(Dataset entries)
········

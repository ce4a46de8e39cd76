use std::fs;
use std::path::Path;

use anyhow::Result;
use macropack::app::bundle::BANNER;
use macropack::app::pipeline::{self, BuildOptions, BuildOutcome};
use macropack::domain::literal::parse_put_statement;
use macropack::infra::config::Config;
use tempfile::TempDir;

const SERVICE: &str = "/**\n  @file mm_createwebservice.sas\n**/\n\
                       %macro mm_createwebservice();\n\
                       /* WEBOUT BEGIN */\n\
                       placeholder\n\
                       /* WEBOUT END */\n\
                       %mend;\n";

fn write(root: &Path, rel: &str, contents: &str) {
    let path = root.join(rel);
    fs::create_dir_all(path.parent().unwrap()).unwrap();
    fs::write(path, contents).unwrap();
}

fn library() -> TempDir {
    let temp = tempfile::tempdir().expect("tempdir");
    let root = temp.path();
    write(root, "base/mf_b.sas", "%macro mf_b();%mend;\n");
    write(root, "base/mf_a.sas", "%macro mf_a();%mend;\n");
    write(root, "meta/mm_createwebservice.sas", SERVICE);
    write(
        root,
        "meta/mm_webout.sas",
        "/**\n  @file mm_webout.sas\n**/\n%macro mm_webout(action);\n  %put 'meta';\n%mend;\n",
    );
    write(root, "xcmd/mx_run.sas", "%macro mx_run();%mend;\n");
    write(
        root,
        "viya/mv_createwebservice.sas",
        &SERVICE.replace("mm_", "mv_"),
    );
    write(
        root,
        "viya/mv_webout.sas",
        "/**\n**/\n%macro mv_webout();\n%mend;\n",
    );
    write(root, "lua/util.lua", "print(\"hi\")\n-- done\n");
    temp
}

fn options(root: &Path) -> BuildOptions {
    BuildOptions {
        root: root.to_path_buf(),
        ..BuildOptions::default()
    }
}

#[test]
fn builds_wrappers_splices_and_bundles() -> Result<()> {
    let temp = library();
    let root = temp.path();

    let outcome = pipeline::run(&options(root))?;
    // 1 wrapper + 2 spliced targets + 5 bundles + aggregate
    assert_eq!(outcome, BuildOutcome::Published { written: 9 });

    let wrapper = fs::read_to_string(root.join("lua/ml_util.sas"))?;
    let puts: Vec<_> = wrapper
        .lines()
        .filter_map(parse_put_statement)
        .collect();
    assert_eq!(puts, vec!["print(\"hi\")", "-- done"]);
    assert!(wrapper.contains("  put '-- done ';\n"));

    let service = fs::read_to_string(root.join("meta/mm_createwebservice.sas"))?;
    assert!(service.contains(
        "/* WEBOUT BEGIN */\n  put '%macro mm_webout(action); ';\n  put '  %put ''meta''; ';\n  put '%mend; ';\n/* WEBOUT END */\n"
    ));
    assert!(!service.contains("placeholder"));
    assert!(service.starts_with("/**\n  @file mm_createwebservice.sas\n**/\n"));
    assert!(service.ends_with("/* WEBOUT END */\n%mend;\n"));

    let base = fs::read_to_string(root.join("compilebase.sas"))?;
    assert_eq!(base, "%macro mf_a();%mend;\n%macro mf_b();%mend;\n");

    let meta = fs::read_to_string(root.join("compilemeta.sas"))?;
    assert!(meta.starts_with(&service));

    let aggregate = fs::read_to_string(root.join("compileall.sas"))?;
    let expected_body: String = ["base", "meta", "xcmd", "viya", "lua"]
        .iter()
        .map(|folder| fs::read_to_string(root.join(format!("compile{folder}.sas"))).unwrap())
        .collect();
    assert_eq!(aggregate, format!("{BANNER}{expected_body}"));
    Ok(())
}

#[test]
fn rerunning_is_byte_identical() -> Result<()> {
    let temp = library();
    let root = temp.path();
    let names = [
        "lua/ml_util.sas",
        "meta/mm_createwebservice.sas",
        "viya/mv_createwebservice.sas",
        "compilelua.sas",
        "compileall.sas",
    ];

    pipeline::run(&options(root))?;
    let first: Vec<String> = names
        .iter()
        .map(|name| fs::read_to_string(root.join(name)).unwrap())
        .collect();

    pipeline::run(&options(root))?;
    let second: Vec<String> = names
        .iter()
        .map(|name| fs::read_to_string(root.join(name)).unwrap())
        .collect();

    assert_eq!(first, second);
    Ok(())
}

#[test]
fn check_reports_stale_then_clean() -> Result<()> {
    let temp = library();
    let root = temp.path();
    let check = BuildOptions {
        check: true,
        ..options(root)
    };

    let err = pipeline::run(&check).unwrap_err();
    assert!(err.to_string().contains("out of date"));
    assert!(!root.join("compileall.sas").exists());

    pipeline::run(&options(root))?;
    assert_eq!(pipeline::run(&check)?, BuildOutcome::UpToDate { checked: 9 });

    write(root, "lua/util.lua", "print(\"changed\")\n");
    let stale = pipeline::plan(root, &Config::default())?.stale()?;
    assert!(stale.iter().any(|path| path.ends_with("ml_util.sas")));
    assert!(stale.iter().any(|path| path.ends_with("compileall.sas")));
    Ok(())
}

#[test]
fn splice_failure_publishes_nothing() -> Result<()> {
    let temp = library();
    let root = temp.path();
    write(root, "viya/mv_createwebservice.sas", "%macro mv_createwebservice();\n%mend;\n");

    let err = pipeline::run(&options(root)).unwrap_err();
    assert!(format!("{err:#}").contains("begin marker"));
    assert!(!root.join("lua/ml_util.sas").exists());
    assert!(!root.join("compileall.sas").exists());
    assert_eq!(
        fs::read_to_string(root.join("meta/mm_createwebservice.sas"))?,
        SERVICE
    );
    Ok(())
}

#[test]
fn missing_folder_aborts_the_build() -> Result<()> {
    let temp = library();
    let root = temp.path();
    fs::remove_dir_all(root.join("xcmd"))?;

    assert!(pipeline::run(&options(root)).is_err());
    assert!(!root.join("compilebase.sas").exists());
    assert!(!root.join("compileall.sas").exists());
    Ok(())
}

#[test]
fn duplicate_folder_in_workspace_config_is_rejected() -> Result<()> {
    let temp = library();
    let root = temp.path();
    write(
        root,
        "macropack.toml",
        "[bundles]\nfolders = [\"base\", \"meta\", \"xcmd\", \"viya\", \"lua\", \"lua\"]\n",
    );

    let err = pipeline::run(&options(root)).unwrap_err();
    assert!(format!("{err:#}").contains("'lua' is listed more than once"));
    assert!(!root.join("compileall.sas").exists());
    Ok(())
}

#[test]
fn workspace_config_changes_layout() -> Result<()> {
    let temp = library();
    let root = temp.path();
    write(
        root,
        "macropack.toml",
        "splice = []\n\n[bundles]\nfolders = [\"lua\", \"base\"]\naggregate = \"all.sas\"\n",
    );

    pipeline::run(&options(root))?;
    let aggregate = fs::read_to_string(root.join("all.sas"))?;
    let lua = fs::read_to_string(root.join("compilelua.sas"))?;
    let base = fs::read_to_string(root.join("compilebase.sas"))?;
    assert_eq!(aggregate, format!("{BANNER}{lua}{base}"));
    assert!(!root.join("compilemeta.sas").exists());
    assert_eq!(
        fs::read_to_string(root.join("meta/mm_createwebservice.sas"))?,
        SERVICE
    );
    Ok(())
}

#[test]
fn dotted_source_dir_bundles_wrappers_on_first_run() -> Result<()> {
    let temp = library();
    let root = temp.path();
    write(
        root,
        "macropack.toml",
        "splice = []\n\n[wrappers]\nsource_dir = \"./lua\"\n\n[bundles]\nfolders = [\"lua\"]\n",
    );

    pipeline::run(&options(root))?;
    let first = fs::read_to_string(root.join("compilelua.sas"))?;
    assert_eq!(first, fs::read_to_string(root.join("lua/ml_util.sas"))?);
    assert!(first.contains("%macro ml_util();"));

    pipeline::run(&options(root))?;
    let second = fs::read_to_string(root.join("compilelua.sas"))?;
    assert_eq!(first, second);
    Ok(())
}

········

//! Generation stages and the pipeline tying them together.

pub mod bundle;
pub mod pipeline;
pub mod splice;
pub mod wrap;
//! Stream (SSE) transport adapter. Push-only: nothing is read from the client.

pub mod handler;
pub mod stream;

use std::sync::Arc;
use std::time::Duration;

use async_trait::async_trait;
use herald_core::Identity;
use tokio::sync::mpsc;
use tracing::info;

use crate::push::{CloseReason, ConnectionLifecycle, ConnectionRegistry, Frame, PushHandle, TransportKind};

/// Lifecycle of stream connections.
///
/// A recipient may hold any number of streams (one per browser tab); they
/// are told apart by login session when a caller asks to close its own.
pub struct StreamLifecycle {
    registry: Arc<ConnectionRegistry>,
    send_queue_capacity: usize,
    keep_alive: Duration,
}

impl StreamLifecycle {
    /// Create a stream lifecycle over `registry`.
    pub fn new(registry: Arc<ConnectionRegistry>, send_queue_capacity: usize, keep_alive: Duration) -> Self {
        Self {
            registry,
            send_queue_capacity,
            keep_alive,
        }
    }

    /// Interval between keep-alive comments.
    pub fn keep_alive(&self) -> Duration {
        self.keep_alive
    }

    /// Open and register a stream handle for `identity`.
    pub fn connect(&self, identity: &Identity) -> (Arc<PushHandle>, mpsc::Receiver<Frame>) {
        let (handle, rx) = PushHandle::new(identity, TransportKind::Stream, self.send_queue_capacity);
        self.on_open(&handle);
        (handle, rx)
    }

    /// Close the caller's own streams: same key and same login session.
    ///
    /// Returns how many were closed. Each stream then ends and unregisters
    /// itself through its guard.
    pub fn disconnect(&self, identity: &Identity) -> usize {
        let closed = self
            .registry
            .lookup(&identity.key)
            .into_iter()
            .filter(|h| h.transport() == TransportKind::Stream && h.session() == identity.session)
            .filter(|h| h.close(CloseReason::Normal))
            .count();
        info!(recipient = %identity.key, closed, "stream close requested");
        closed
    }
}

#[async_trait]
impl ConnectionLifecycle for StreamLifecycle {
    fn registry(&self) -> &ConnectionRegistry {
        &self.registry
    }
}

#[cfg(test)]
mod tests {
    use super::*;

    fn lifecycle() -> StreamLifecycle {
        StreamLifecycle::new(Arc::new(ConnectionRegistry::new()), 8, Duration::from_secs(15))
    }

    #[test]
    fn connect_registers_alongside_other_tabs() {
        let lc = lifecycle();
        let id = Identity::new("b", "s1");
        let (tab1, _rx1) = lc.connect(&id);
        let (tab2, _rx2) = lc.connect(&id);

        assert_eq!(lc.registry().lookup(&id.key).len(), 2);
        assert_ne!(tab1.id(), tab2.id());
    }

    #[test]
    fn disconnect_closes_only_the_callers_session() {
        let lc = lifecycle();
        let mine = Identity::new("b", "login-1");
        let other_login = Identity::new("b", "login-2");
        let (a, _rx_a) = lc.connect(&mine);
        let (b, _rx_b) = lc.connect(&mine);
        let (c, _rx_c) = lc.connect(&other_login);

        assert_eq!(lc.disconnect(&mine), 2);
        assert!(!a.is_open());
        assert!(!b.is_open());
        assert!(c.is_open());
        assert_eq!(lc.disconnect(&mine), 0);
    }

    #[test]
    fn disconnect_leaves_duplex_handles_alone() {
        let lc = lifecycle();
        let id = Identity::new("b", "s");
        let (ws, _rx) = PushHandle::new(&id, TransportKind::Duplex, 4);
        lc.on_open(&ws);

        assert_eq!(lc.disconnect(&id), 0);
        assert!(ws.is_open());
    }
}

········

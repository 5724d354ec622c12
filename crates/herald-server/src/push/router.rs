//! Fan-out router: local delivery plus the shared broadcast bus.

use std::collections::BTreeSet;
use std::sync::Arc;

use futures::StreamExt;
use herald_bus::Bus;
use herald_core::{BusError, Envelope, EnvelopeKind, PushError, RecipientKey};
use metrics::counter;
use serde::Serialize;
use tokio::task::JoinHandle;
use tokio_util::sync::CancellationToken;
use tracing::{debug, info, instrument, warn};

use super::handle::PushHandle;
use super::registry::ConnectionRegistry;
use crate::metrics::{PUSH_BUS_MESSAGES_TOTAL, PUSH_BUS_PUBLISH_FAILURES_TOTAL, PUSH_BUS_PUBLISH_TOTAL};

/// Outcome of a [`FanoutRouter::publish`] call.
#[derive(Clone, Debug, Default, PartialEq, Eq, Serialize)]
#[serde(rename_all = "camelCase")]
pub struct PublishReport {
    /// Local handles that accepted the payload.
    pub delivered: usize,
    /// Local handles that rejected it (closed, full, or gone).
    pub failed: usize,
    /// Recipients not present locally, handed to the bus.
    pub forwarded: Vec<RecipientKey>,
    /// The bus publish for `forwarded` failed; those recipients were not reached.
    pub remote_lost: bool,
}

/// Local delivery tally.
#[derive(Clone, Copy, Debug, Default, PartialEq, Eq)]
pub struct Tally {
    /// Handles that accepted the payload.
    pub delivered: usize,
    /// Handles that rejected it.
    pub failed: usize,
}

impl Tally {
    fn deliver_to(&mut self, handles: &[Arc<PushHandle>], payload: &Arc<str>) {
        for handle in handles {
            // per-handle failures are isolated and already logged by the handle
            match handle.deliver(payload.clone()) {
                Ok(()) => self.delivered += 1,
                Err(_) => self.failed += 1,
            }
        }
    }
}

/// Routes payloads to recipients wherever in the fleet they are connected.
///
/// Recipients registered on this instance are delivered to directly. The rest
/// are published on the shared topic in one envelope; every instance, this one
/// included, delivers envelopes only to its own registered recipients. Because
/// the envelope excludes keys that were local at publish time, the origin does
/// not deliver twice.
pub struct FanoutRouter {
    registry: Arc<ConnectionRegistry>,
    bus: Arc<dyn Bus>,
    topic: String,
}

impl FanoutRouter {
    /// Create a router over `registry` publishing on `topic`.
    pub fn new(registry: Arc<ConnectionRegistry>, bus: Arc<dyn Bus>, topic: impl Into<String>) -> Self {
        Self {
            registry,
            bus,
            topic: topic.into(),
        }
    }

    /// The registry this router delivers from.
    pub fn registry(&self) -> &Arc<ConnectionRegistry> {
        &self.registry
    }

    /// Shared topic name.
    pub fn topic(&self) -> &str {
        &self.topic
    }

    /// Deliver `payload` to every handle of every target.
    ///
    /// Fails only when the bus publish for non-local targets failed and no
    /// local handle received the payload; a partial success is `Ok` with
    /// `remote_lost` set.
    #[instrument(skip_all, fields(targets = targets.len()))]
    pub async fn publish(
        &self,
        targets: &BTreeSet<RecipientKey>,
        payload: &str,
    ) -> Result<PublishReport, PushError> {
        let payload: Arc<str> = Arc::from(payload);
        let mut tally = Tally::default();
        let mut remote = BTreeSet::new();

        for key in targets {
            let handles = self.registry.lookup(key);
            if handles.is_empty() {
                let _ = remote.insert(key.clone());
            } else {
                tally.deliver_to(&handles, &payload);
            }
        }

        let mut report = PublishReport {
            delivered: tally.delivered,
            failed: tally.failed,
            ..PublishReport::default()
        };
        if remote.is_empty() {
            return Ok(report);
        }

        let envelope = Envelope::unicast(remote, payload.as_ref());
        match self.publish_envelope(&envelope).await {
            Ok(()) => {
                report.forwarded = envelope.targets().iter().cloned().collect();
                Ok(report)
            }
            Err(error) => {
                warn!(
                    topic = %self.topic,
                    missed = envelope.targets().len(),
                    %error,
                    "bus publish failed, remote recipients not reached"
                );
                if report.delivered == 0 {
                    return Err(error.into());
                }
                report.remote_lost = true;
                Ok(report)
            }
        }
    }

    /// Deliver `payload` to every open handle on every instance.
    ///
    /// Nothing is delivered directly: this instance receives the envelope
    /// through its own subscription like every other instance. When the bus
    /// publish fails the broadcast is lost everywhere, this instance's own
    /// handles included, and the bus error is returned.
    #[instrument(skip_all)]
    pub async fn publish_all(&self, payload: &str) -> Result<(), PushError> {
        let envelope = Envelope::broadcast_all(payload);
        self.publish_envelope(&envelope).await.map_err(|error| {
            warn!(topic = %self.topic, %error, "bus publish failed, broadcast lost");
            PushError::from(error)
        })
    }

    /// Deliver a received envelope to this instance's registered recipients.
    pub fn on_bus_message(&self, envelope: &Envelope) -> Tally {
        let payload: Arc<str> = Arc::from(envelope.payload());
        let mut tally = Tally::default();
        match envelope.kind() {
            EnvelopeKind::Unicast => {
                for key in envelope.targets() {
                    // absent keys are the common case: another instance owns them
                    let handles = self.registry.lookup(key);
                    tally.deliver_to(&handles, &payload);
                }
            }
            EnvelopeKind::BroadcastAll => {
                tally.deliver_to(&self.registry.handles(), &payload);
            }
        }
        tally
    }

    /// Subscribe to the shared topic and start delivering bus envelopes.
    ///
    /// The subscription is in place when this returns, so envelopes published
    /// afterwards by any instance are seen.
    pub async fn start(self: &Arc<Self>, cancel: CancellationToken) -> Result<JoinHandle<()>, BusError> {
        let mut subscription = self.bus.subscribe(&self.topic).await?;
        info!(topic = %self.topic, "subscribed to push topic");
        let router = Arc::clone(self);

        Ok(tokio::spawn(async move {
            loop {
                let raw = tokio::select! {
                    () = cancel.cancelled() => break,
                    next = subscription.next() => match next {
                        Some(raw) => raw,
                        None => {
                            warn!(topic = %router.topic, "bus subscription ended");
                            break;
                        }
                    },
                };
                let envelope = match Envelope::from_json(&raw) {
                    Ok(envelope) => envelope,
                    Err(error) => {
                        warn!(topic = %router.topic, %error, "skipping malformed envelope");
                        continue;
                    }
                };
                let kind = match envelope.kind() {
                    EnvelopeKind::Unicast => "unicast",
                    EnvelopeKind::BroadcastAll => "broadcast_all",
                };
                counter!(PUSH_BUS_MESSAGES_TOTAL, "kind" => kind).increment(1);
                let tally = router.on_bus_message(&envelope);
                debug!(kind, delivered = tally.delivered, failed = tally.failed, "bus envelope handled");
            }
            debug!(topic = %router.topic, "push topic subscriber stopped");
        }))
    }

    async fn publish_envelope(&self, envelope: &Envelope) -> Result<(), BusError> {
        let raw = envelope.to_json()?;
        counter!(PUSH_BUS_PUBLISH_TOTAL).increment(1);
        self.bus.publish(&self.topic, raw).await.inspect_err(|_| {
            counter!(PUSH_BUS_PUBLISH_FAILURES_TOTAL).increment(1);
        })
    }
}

········

**TASK OBJECTIVE**
All that belongs in the answer is the run of lines above from the line containing "repository ce4a46de8e39cd76" through the line containing "placeholder\n\", exactly as written.

**ANSWER TO THIS TASK**
repository ce4a46de8e39cd76
use std::fs;
use std::path::Path;

use anyhow::Result;
use macropack::app::bundle::BANNER;
use macropack::app::pipeline::{self, BuildOptions, BuildOutcome};
use macropack::domain::literal::parse_put_statement;
use macropack::infra::config::Config;
use tempfile::TempDir;

const SERVICE: &str = "/**\n  @file mm_createwebservice.sas\n**/\n\
                       %macro mm_createwebservice();\n\
                       /* WEBOUT BEGIN */\n\
                       placeholder\n\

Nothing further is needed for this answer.